Stored records:
==*==

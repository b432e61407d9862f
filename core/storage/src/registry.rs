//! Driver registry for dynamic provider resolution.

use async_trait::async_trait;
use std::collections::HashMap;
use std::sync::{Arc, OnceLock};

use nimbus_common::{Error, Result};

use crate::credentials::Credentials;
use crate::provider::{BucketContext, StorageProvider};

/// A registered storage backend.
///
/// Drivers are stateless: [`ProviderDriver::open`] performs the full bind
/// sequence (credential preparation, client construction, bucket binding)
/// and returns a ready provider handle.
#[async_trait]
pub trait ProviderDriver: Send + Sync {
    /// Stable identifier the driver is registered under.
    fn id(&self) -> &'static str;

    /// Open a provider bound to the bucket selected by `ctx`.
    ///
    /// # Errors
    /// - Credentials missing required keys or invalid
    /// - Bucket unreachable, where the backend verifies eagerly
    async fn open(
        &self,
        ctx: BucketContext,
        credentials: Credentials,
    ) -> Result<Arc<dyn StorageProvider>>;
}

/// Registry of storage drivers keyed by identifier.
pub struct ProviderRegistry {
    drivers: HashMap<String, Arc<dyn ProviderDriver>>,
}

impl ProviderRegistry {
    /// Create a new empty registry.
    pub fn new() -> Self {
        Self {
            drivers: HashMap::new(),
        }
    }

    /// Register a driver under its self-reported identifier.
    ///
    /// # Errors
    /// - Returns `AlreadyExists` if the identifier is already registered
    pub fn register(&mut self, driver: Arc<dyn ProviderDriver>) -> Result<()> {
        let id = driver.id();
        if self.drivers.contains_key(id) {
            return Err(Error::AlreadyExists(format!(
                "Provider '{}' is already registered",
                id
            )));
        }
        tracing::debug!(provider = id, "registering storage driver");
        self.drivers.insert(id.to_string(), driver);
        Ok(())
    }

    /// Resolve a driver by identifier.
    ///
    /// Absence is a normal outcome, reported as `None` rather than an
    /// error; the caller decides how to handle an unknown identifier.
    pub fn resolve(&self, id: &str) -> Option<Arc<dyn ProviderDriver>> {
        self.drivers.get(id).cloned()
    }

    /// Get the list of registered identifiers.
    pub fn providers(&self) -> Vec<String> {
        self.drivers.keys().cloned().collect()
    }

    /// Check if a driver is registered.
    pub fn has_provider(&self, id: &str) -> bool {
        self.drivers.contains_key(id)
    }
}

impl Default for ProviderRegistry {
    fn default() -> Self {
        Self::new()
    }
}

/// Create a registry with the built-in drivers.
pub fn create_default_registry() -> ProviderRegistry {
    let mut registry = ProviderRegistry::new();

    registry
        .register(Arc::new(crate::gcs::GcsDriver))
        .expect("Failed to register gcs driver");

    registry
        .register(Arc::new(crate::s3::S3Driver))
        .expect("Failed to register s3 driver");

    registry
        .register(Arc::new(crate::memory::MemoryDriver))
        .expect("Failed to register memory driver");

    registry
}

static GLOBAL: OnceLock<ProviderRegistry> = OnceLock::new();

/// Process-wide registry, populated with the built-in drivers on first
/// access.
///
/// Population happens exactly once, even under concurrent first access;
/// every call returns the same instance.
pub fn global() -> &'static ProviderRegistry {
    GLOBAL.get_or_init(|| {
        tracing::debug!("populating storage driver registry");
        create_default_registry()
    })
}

==*==

The reply is a bare number, the count of lines in these entries that hold the word "access".

Task solution
2